The deep concern towards efficient and green energy has brought to the development of intermediate energy storage system. Electric vehicles (EVs), for example, is an application where the energy storage devices are vital. In EV, the bidirectional DC–DC converter is high in demand due to its nature EV of having two or more separate DC sources. A recent technology called the dual active bridge (DAB) converter has quickly become popular in DC–DC converter thanks to its inherent galvanic isolation via a high-frequency transformer. Furthermore, DAB topology allows for high-efficiency conversion and soft switching adaption. This paper presents the optimization of the phase shift angle controller of DAB using Particle Swarm Optimization (PSO). From the preliminary study, it was found out that the optimization performs well until there are abrupt changes in the system. The system is not able to respond to the reference voltage step change as the traditional one-time execution PSO have local optima entrapped in react to the changes. The paper proposes a reset function to allow PSO to identify that its current optimized value is not optimal anymore. This drives PSO to look for a new optimal value to improve DAB’s overall dynamic performance. Simulation of the modified PSO is done on a 200 kW DAB system with 20 kHz switching frequency is developed in MATLAB/Simulink environment. Simulation has been carried out with the objective to minimize the steady-state error as well as to improve the dynamic performance of the DAB. The DAB performance with the proposed solution is evaluated in terms of steady-state error and transient response by testing the system under various reference voltage and step-change input voltage. The self-excited re-exploration PSO also have been presented as to respond to the reference voltage step change as the basic PSO have local optima entrapped in react to the changes. In order to validate the simulation results, a hardware-in-the-loop (HIL) experimental circuit is built in Typhoon HIL-402 to verify the dynamic response and the steady state performance of the system.

## Keywords

Dual active bridge Particle swarm optimization Online tuning Steady-state error Dynamic performance## 1 Introduction

Recently, electric vehicles (EVs) application has become an emerging technology in industry [1, 2]. The high demand of EVs application have carried to the development of intermediate storage system that required bidirectional power flow [3, 4]. Hence, the dual active bridge (DAB) DC–DC converter are most chosen as power conversion platform due to high efficiency, zero voltage switching, galvanic isolation with high frequency transformer and high density [5, 6, 7].

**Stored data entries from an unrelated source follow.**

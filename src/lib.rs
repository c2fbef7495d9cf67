pub mod api;
pub mod cli;
pub mod inbox;
pub mod io;
pub mod model;
pub mod tui;
pub mod util;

Basically, the phase shift angle between primary and secondary bridge will determine the magnitude and direction of the power in DAB converter. Therefore, many modulation techniques have been applied in DAB system to control the power transmission such as single phase shift (SPS), extended phase shift (EPS), dual phase shift (DPS) and triple phase shift (TPS) [8]. The difference among the aforementioned methods is the dimension control of the angle, which SPS is one dimension control as just control one angle between primary and secondary part. On the other hand, the two dimension control of EPS required one additional inner phase shift in primary or secondary bridge compared to the single dimension control in SPS. Whereas in DPS and TPS, both modulation have inner phase shift at primary and secondary bridges, which same degree for both inner phase shift in DPS is required and different degree should be applied in TPS modulation technique. In this paper, since the limited range of EV voltage is considered, the simplest and reliable of SPS modulation techniques is chosen as this technique can guarantee better efficiency and extend the soft switching region in DAB converter [3, 6, 8].

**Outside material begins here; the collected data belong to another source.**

use chrono::{DateTime, Utc};
use serde::{Deserialize, Serialize};

use super::timestamp::parse_timestamp;

/// A request with its full approval chain, as shown in the detail view
#[derive(Debug, Clone, PartialEq, Eq, Serialize, Deserialize)]
#[serde(rename_all = "camelCase", try_from = "RequestDetailWire")]
pub struct RequestDetail {
    pub id: u64,
    pub request_number: Option<String>,
    pub title: String,
    pub description: Option<String>,
    pub approval_type: Option<String>,
    pub requester_name: Option<String>,
    pub requester_role: Option<String>,
    pub current_status: Option<String>,
    pub created_at: DateTime<Utc>,
    /// Steps ordered by `order_index`
    pub approval_flows: Vec<ApprovalFlow>,
    pub attachments: Vec<Attachment>,
}

/// A file uploaded with the request, downloadable by id
#[derive(Debug, Clone, PartialEq, Eq, Serialize, Deserialize)]
#[serde(rename_all = "camelCase")]
pub struct Attachment {
    pub id: u64,
    pub file_name: String,
    #[serde(default)]
    pub content_type: Option<String>,
}

/// One position's vote within the chain
#[derive(Debug, Clone, PartialEq, Eq, Serialize, Deserialize)]
#[serde(rename_all = "camelCase")]
pub struct ApprovalFlow {
    pub id: u64,
    pub approver_name: Option<String>,
    pub position_title: Option<String>,
    pub status: String,
    pub order_index: u32,
    pub remark: Option<String>,
    pub approved_at: Option<DateTime<Utc>>,
}

impl RequestDetail {
    /// The first step still waiting for a decision, if any
    pub fn pending_flow(&self) -> Option<&ApprovalFlow> {
        self.approval_flows.iter().find(|f| f.status == "Pending")
    }
}

#[derive(Debug, Clone, PartialEq, Eq, thiserror::Error)]
pub enum InvalidDetail {
    #[error("request {id}: unparseable createdAt {value:?}")]
    CreatedAt { id: u64, value: String },
    #[error("request {id}, flow {flow}: unparseable approvedAt {value:?}")]
    ApprovedAt { id: u64, flow: u64, value: String },
}

#[derive(Debug, Deserialize)]
#[serde(rename_all = "camelCase")]
struct NamedWire {
    #[serde(alias = "title")]
    name: Option<String>,
}

#[derive(Debug, Deserialize)]
#[serde(rename_all = "camelCase")]
struct UserWire {
    full_name: Option<String>,
    role: Option<String>,
}

#[derive(Debug, Deserialize)]
#[serde(rename_all = "camelCase")]
struct ApprovalFlowWire {
    id: u64,
    approver_name: Option<String>,
    approver: Option<UserWire>,
    position_title: Option<String>,
    position: Option<NamedWire>,
    status: String,
    order_index: Option<u32>,
    remark: Option<String>,
    approved_at: Option<String>,
}

#[derive(Debug, Deserialize)]
#[serde(rename_all = "camelCase")]
struct RequestDetailWire {
    id: u64,
    request_number: Option<String>,
    title: String,
    description: Option<String>,
    approval_type: Option<NamedWire>,
    requested_by_user: Option<UserWire>,
    current_status: Option<String>,
    created_at: String,
    #[serde(default)]
    approval_flows: Option<Vec<ApprovalFlowWire>>,
    #[serde(default)]
    attachments: Option<Vec<Attachment>>,
}

impl TryFrom<RequestDetailWire> for RequestDetail {
    type Error = InvalidDetail;

    fn try_from(wire: RequestDetailWire) -> Result<Self, Self::Error> {
        let id = wire.id;
        let created_at = parse_timestamp(&wire.created_at).ok_or(InvalidDetail::CreatedAt {
            id,
            value: wire.created_at.clone(),
        })?;

        let mut approval_flows = Vec::new();
        for (position, flow) in wire.approval_flows.unwrap_or_default().into_iter().enumerate() {
            let approved_at = match flow.approved_at.as_deref().filter(|s| !s.is_empty()) {
                Some(raw) => Some(parse_timestamp(raw).ok_or(InvalidDetail::ApprovedAt {
                    id,
                    flow: flow.id,
                    value: raw.to_string(),
                })?),
                None => None,
            };
            approval_flows.push(ApprovalFlow {
                id: flow.id,
                approver_name: flow
                    .approver_name
                    .or_else(|| flow.approver.and_then(|a| a.full_name)),
                position_title: flow
                    .position_title
                    .or_else(|| flow.position.and_then(|p| p.name)),
                status: flow.status,
                order_index: flow.order_index.unwrap_or(position as u32),
                remark: flow.remark.filter(|r| !r.trim().is_empty()),
                approved_at,
            });
        }
        // Stable: steps sharing an index keep backend order
        approval_flows.sort_by_key(|f| f.order_index);

        let (requester_name, requester_role) = match wire.requested_by_user {
            Some(user) => (user.full_name, user.role),
            None => (None, None),
        };

        Ok(RequestDetail {
            id,
            request_number: wire.request_number,
            title: wire.title,
            description: wire.description,
            approval_type: wire.approval_type.and_then(|t| t.name),
            requester_name,
            requester_role,
            current_status: wire.current_status,
            created_at,
            approval_flows,
            attachments: wire.attachments.unwrap_or_default(),
        })
    }
}

#[cfg(test)]
mod tests {
    use super::*;

    const DETAIL: &str = r#"{
        "id": 1,
        "requestNumber": "REQ-0001",
        "title": "Leave Request",
        "description": "Two days off",
        "approvalType": { "name": "Leave" },
        "currentStatus": "InProgress",
        "createdAt": "2025-06-01T08:15:00Z",
        "requestedByUser": { "fullName": "Dana Putri", "role": "Staff" },
        "approvalFlows": [
            { "id": 11, "status": "Pending", "orderIndex": 2,
              "approver": { "fullName": "Budi" }, "position": { "title": "Director" },
              "remark": "", "approvedAt": null },
            { "id": 10, "status": "Approved", "orderIndex": 1,
              "approverName": "Sari", "positionTitle": "Manager",
              "remark": "fine by me", "approvedAt": "2025-06-02T09:00:00" }
        ],
        "attachments": [
            { "id": 3, "fileName": "leave-form.pdf", "contentType": "application/pdf" }
        ]
    }"#;

    #[test]
    fn flows_sorted_by_order_index() {
        let detail: RequestDetail = serde_json::from_str(DETAIL).unwrap();
        let ids: Vec<u64> = detail.approval_flows.iter().map(|f| f.id).collect();
        assert_eq!(ids, vec![10, 11]);
    }

    #[test]
    fn nested_names_fill_flat_fields() {
        let detail: RequestDetail = serde_json::from_str(DETAIL).unwrap();
        let pending = detail.pending_flow().unwrap();
        assert_eq!(pending.id, 11);
        assert_eq!(pending.approver_name.as_deref(), Some("Budi"));
        assert_eq!(pending.position_title.as_deref(), Some("Director"));
        assert_eq!(pending.remark, None);
        assert_eq!(pending.approved_at, None);
        assert_eq!(detail.approval_type.as_deref(), Some("Leave"));
        assert_eq!(detail.requester_name.as_deref(), Some("Dana Putri"));
    }

    #[test]
    fn missing_optional_objects() {
        let json = r#"{"id": 5, "title": "Bare", "createdAt": "2025-01-01T00:00:00Z"}"#;
        let detail: RequestDetail = serde_json::from_str(json).unwrap();
        assert!(detail.approval_flows.is_empty());
        assert!(detail.approval_type.is_none());
        assert!(detail.pending_flow().is_none());
        assert!(detail.attachments.is_empty());
    }

    #[test]
    fn attachments_parsed() {
        let detail: RequestDetail = serde_json::from_str(DETAIL).unwrap();
        assert_eq!(
            detail.attachments,
            vec![Attachment {
                id: 3,
                file_name: "leave-form.pdf".into(),
                content_type: Some("application/pdf".into()),
            }]
        );
    }

    #[test]
    fn bad_approved_at_is_rejected() {
        let json = DETAIL.replace("2025-06-02T09:00:00", "soon");
        assert!(serde_json::from_str::<RequestDetail>(&json).is_err());
    }
}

As to produce the optimal phase shift angle, many optimization technique have been proposed such as Lagrange multiplier method, mathematical programming methods, genetic algorithm (GA) and Ant Colony Optimization (ACO) [6, 9, 10]. Due to high computational burden and complicated techniques, an offline tuning method by using particle swarm optimization (PSO) is proposed in [6] where the swarm intelligence offers the advantages of reducing the computational load, easy to implement and high convergence speed. However, since the lookup table is required to implement the offline methods, it is not so practical to certain circumstances especially with the presence of disturbance in DAB system. Thus, the online tuning method using PSO algorithm is proposed in this paper to overwhelm the demerits of the offline tuning and offers a promising high robustness system.

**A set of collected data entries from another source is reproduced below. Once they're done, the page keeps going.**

use crossterm::event::{KeyCode, KeyEvent, KeyModifiers};

/// Shift+letter arrives with the lowercase char on some terminals
pub(super) fn normalize_key(mut key: KeyEvent) -> KeyEvent {
    if let KeyCode::Char(c) = key.code
        && key.modifiers.contains(KeyModifiers::SHIFT)
        && c.is_ascii_lowercase()
    {
        key.code = KeyCode::Char(c.to_ascii_uppercase());
    }
    key
}

/// Plain typing: no modifier, or Shift for capitals and symbols
pub(super) fn is_text_input(key: &KeyEvent) -> Option<char> {
    match (key.modifiers, key.code) {
        (KeyModifiers::NONE | KeyModifiers::SHIFT, KeyCode::Char(c)) => Some(c),
        _ => None,
    }
}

## 2 Operating principle converter

*L*

_{k}is use to transfer energy from primary to secondary bridges and vice versa. Equation (1) presents the formulae to calculate the

*L*

_{k}. The ratio of high frequency transformer and voltage conversion ratio of DAB can be determine by using Eqs. (2) and (3) respectively. As the SPS modulation is applied, the voltage conversion ratio,

*k*must close to one in ensuring soft switching and high efficiency in DAB [6]. Thus, the operating voltage that was considered in this paper is 250–420 V with range of

*k*is 0.67–1.12.

## 3 Particle swarm optimization algorithm

Particle swarm optimization is a swarm intelligence that was initiated by Kennedy and Ebehart [13]. The PSO imitate the behavior of birds flock where its intelligence are able to resolve any optimization problems with group communications [14]. The PSO are chosen in this research paper due to its simplicity and efficient approach [15]. Starting with the random initialization value of the phase shift angle (initial position), particles population doing the searching process. In PSO, each particles have potential solution that reflect to the optimization objective, where the minimum steady state error is the objective in this online tuning method.

*P*

_{best}) in every iteration. The global best (

*G*

_{best}) is the best fitness that was selected among the best particles. The position and velocity of the particles will be updated correspondingly using Eqs. (4) and (5) at the end of each iteration.

*i*, \( G_{best} \) = best position of the particles and \( k \) representing the iteration number.

Design parameters of DAB converter

Item | Parameter |
---|---|

Transformer turns ratio, | 2 |

Rated power, | 200 kW |

Switching frequency, | 20 kHz |

Input voltage, | 750 V |

Output voltage, | 500 V |

Leakage inductance, | 24 µH |

## 4 Results and discussion

Results for difference reference voltages

Vo (V) | Steady state error (%) | Settling time (s) | ||
---|---|---|---|---|

Simulation | Experimental | Simulation | Experimental | |

270 | 0.62 | 1.81 | 0.1081 | 0.1570 |

300 | 0.44 | 3.94 | 0.1331 | 0.1497 |

365 | 0.48 | 1.89 | 0.1047 | 0.1128 |

400 | 0.70 | 1.65 | 0.1043 | 0.1008 |

420 | 1.11 | 2.45 | 0.1041 | 0.0970 |

Dynamic response of DAB (V_{in} step change)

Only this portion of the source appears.